§ Task item
Transcribe, word for word and without additions, each line below from the one containing "pub mod suggestion;" through the one containing "filename src/config.rs", both ends included.

Collected data entries:
* * * * * * *
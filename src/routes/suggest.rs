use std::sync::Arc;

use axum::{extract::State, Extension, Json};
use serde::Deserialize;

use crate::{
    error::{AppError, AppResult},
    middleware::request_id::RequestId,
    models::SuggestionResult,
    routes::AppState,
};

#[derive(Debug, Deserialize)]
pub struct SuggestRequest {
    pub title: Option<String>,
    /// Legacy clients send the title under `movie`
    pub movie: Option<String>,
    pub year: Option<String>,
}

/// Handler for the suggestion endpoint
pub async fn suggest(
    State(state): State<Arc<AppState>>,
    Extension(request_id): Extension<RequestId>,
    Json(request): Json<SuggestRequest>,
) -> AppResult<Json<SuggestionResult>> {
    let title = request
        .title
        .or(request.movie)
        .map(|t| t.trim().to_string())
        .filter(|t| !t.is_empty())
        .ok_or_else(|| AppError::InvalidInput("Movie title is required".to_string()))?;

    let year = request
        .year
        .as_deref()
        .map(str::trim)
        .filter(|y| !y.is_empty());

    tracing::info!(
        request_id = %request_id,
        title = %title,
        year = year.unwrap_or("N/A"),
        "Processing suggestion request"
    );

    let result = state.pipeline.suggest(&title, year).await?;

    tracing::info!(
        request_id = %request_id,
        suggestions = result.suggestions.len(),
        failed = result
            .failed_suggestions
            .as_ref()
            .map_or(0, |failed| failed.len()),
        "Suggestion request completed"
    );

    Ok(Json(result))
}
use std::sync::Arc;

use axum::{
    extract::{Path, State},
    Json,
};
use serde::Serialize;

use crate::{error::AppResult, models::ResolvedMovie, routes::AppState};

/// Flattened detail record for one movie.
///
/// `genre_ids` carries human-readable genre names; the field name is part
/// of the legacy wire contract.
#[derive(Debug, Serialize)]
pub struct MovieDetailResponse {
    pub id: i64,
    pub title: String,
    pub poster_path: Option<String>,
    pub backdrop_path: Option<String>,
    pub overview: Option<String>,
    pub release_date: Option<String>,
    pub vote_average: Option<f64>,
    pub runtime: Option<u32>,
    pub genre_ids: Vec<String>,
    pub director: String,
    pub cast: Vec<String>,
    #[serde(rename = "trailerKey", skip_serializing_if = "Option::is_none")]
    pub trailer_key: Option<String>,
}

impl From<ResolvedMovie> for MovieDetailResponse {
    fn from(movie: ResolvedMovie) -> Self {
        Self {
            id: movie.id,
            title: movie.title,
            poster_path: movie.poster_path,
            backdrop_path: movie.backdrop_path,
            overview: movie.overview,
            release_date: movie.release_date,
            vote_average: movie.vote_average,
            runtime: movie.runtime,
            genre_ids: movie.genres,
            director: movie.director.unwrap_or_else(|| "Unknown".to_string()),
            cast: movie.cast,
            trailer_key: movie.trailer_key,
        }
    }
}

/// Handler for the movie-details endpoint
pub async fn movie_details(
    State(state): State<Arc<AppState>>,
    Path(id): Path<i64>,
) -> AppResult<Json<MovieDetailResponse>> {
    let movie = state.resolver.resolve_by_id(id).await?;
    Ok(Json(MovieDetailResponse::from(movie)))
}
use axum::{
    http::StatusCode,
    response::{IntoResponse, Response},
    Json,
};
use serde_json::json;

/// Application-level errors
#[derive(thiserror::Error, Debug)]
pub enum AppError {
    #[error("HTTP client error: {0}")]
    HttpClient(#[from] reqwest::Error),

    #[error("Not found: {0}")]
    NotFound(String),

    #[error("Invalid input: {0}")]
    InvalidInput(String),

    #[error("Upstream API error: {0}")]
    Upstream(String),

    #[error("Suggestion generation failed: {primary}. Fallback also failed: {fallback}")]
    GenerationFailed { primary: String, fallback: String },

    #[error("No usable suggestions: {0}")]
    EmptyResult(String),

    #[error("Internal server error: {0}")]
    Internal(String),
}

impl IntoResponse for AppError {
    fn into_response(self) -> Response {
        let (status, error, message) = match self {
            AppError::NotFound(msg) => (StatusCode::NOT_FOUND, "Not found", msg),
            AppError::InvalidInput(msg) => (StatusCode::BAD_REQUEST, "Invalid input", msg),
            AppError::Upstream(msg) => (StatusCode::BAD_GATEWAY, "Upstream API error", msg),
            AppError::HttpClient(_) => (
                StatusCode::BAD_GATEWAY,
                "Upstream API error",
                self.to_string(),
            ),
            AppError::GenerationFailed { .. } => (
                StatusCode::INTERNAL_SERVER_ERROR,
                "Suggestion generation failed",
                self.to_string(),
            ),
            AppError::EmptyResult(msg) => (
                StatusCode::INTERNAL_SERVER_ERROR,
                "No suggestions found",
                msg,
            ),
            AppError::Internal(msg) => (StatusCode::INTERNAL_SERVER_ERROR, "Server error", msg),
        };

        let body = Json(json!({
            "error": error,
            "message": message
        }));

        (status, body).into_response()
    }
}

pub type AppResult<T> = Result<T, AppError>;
* * * * * * *
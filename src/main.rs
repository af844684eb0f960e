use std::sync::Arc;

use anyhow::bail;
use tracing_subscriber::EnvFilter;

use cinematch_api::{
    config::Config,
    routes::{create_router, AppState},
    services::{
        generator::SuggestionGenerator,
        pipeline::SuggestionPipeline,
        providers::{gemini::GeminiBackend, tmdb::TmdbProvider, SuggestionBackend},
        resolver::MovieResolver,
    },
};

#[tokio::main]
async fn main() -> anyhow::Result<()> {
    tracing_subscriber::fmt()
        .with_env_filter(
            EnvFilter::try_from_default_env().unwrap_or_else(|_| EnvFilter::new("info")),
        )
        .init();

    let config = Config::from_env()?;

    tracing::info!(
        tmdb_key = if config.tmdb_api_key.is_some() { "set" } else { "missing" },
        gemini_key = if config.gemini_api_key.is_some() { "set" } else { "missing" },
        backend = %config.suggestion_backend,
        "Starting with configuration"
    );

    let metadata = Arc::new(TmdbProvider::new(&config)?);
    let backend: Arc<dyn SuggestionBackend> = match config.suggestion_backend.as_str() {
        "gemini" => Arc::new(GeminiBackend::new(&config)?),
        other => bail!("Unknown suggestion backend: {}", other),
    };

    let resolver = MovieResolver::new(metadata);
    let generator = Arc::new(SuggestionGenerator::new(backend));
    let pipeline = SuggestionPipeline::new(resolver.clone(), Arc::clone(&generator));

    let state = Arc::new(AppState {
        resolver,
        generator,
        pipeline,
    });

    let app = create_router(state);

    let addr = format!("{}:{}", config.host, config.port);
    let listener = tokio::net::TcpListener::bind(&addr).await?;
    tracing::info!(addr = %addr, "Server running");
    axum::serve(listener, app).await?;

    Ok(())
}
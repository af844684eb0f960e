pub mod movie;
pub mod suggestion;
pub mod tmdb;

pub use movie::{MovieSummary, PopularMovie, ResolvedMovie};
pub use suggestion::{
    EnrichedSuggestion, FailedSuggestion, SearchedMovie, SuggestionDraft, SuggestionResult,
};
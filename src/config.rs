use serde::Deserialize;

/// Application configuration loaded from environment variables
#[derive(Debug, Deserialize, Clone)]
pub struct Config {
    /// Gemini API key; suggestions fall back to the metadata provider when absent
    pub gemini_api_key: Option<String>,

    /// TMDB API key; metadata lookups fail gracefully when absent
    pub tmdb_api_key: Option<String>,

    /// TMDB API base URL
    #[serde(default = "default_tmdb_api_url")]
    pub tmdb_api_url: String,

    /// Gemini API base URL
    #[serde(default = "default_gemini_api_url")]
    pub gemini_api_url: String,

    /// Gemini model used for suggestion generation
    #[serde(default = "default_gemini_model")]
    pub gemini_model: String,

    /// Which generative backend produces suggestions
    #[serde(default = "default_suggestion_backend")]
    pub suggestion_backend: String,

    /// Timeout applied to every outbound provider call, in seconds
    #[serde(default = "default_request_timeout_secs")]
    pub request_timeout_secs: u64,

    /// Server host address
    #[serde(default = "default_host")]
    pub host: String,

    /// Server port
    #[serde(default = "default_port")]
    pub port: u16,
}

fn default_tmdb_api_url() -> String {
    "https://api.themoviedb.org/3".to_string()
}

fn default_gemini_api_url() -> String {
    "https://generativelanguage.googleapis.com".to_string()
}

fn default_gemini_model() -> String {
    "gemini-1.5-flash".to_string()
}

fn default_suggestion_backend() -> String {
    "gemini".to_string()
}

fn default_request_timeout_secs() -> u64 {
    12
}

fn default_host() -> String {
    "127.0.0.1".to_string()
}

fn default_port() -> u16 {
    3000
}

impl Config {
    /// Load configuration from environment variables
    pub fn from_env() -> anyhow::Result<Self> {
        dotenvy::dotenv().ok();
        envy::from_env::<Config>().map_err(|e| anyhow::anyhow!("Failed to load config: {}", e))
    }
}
* * * * * * *
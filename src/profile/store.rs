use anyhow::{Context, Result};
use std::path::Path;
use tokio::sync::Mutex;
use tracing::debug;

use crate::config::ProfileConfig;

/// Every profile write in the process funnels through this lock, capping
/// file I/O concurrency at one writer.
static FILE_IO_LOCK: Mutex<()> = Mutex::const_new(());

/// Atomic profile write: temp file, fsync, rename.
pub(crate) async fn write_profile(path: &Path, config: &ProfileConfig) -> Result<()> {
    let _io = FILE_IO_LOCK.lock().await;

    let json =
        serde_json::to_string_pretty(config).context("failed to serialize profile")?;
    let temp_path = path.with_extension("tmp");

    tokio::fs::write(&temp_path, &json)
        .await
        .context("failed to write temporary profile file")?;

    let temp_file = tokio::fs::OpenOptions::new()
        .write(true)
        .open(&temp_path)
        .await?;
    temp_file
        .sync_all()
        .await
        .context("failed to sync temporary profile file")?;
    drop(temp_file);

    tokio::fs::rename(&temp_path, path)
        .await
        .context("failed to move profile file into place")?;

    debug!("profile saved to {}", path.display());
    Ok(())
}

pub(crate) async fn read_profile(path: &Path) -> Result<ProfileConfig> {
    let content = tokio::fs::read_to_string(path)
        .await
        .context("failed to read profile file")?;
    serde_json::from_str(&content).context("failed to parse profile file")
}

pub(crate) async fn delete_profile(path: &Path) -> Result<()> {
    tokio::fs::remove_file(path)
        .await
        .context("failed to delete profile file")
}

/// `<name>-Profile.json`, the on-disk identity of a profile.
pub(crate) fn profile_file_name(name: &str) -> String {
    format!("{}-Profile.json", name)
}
* * * * * * *
§ Written solution
pub mod suggestion;
pub mod tmdb;

pub use movie::{MovieSummary, PopularMovie, ResolvedMovie};
pub use suggestion::{
    EnrichedSuggestion, FailedSuggestion, SearchedMovie, SuggestionDraft, SuggestionResult,
};
filename src/config.rs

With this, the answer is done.